══ Listed entries

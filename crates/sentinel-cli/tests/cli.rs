//! Runs the `dbt-sentinel` binary against the fixture project

use pretty_assertions::assert_eq;
use std::path::PathBuf;
use std::process::{Command, Output};

fn fixtures() -> PathBuf {
    PathBuf::from(env!("CARGO_MANIFEST_DIR")).join("../../fixtures")
}

fn dbt_sentinel(args: &[&str]) -> Output {
    Command::new(env!("CARGO_BIN_EXE_dbt-sentinel"))
        .args(args)
        .env_remove("RUST_LOG")
        .env_remove("LOG_FORMAT")
        .env("NO_COLOR", "1")
        .env("CLICOLOR", "0")
        .output()
        .unwrap()
}

fn config(name: &str) -> String {
    fixtures().join("configs").join(name).display().to_string()
}

#[test]
fn failing_run_exits_one_and_writes_failures() {
    let dir = tempfile::tempdir().unwrap();
    let output_file = dir.path().join("results.json");

    let output = dbt_sentinel(&[
        "check",
        "--config-file",
        &config("dbt-sentinel.yml"),
        "--output-file",
        output_file.to_str().unwrap(),
        "--output-only-failures",
    ]);

    assert_eq!(output.status.code(), Some(1));
    let stdout = String::from_utf8_lossy(&output.stdout);
    assert!(stdout.contains("SUCCESS=16 WARN=4 ERROR=4"), "{stdout}");

    let written: serde_json::Value =
        serde_json::from_str(&std::fs::read_to_string(&output_file).unwrap()).unwrap();
    let ids: Vec<&str> = written
        .as_array()
        .unwrap()
        .iter()
        .map(|r| r["check_run_id"].as_str().unwrap())
        .collect();
    assert_eq!(ids.len(), 8);
    assert_eq!(ids[0], "check_columns_are_all_documented:0:customers");
}

#[test]
fn selecting_only_warning_categories_passes() {
    // The catalog check is configured at warn severity
    let output = dbt_sentinel(&[
        "check",
        "--config-file",
        &config("dbt-sentinel.yml"),
        "--only",
        "catalog_checks",
    ]);

    assert_eq!(output.status.code(), Some(0));
}

#[test]
fn output_format_is_inferred_from_extension() {
    let dir = tempfile::tempdir().unwrap();
    let output_file = dir.path().join("nested/results.xml");

    dbt_sentinel(&[
        "check",
        "--config-file",
        &config("dbt-sentinel.yml"),
        "--output-file",
        output_file.to_str().unwrap(),
    ]);

    let written = std::fs::read_to_string(&output_file).unwrap();
    assert!(written.starts_with("<?xml"), "{written}");
}

#[test]
fn misspelt_check_is_fatal_with_a_suggestion() {
    let output = dbt_sentinel(&["check", "--config-file", &config("typo.yml")]);

    assert_eq!(output.status.code(), Some(1));
    let stderr = String::from_utf8_lossy(&output.stderr);
    assert!(stderr.contains("Did you mean 'check_model_has_unique_test'?"), "{stderr}");
}

#[test]
fn unsupported_artifacts_are_fatal() {
    let output = dbt_sentinel(&["check", "--config-file", &config("unsupported.yml")]);

    assert_eq!(output.status.code(), Some(1));
    let stderr = String::from_utf8_lossy(&output.stderr);
    assert!(stderr.contains("Failed to load dbt artifacts"), "{stderr}");
}

#[test]
fn dry_run_executes_nothing() {
    let output = dbt_sentinel(&["check", "--config-file", &config("dbt-sentinel.yml"), "--dry-run"]);

    assert_eq!(output.status.code(), Some(0));
    assert!(String::from_utf8_lossy(&output.stdout).starts_with("Dry run: 24 checks would execute"));
}

#[test]
fn list_checks_names_every_builtin() {
    let output = dbt_sentinel(&["list-checks"]);

    assert_eq!(output.status.code(), Some(0));
    let stdout = String::from_utf8_lossy(&output.stdout);
    assert!(stdout.contains("check_model_names"));
    assert!(stdout.contains("check_source_columns_are_all_documented"));
    assert_eq!(stdout.lines().count(), 33);
}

════

Work item:
Nothing may be left out. Copy each line of the listing exactly.

Solution:
filename crates/sentinel-cli/tests/cli.rs
//! Runs the `dbt-sentinel` binary against the fixture project

use pretty_assertions::assert_eq;
use std::path::PathBuf;
use std::process::{Command, Output};

fn fixtures() -> PathBuf {
    PathBuf::from(env!("CARGO_MANIFEST_DIR")).join("../../fixtures")
}

fn dbt_sentinel(args: &[&str]) -> Output {
    Command::new(env!("CARGO_BIN_EXE_dbt-sentinel"))
        .args(args)
        .env_remove("RUST_LOG")
        .env_remove("LOG_FORMAT")
        .env("NO_COLOR", "1")
        .env("CLICOLOR", "0")
        .output()
        .unwrap()
}

fn config(name: &str) -> String {
    fixtures().join("configs").join(name).display().to_string()
}

#[test]
fn failing_run_exits_one_and_writes_failures() {
    let dir = tempfile::tempdir().unwrap();
    let output_file = dir.path().join("results.json");

    let output = dbt_sentinel(&[
        "check",
        "--config-file",
        &config("dbt-sentinel.yml"),
        "--output-file",
        output_file.to_str().unwrap(),
        "--output-only-failures",
    ]);

    assert_eq!(output.status.code(), Some(1));
    let stdout = String::from_utf8_lossy(&output.stdout);
    assert!(stdout.contains("SUCCESS=16 WARN=4 ERROR=4"), "{stdout}");

    let written: serde_json::Value =
        serde_json::from_str(&std::fs::read_to_string(&output_file).unwrap()).unwrap();
    let ids: Vec<&str> = written
        .as_array()
        .unwrap()
        .iter()
        .map(|r| r["check_run_id"].as_str().unwrap())
        .collect();
    assert_eq!(ids.len(), 8);
    assert_eq!(ids[0], "check_columns_are_all_documented:0:customers");
}

#[test]
fn selecting_only_warning_categories_passes() {
    // The catalog check is configured at warn severity
    let output = dbt_sentinel(&[
        "check",
        "--config-file",
        &config("dbt-sentinel.yml"),
        "--only",
        "catalog_checks",
    ]);

    assert_eq!(output.status.code(), Some(0));
}

#[test]
fn output_format_is_inferred_from_extension() {
    let dir = tempfile::tempdir().unwrap();
    let output_file = dir.path().join("nested/results.xml");

    dbt_sentinel(&[
        "check",
        "--config-file",
        &config("dbt-sentinel.yml"),
        "--output-file",
        output_file.to_str().unwrap(),
    ]);

    let written = std::fs::read_to_string(&output_file).unwrap();
    assert!(written.starts_with("<?xml"), "{written}");
}

#[test]
fn misspelt_check_is_fatal_with_a_suggestion() {
    let output = dbt_sentinel(&["check", "--config-file", &config("typo.yml")]);

    assert_eq!(output.status.code(), Some(1));
    let stderr = String::from_utf8_lossy(&output.stderr);
    assert!(stderr.contains("Did you mean 'check_model_has_unique_test'?"), "{stderr}");
}

#[test]
fn unsupported_artifacts_are_fatal() {
    let output = dbt_sentinel(&["check", "--config-file", &config("unsupported.yml")]);

    assert_eq!(output.status.code(), Some(1));
    let stderr = String::from_utf8_lossy(&output.stderr);
    assert!(stderr.contains("Failed to load dbt artifacts"), "{stderr}");
}

#[test]
fn dry_run_executes_nothing() {
    let output = dbt_sentinel(&["check", "--config-file", &config("dbt-sentinel.yml"), "--dry-run"]);

    assert_eq!(output.status.code(), Some(0));
    assert!(String::from_utf8_lossy(&output.stdout).starts_with("Dry run: 24 checks would execute"));
}

#[test]
fn list_checks_names_every_builtin() {
    let output = dbt_sentinel(&["list-checks"]);

    assert_eq!(output.status.code(), Some(0));
    let stdout = String::from_utf8_lossy(&output.stdout);
    assert!(stdout.contains("check_model_names"));
    assert!(stdout.contains("check_source_columns_are_all_documented"));
    assert_eq!(stdout.lines().count(), 33);
}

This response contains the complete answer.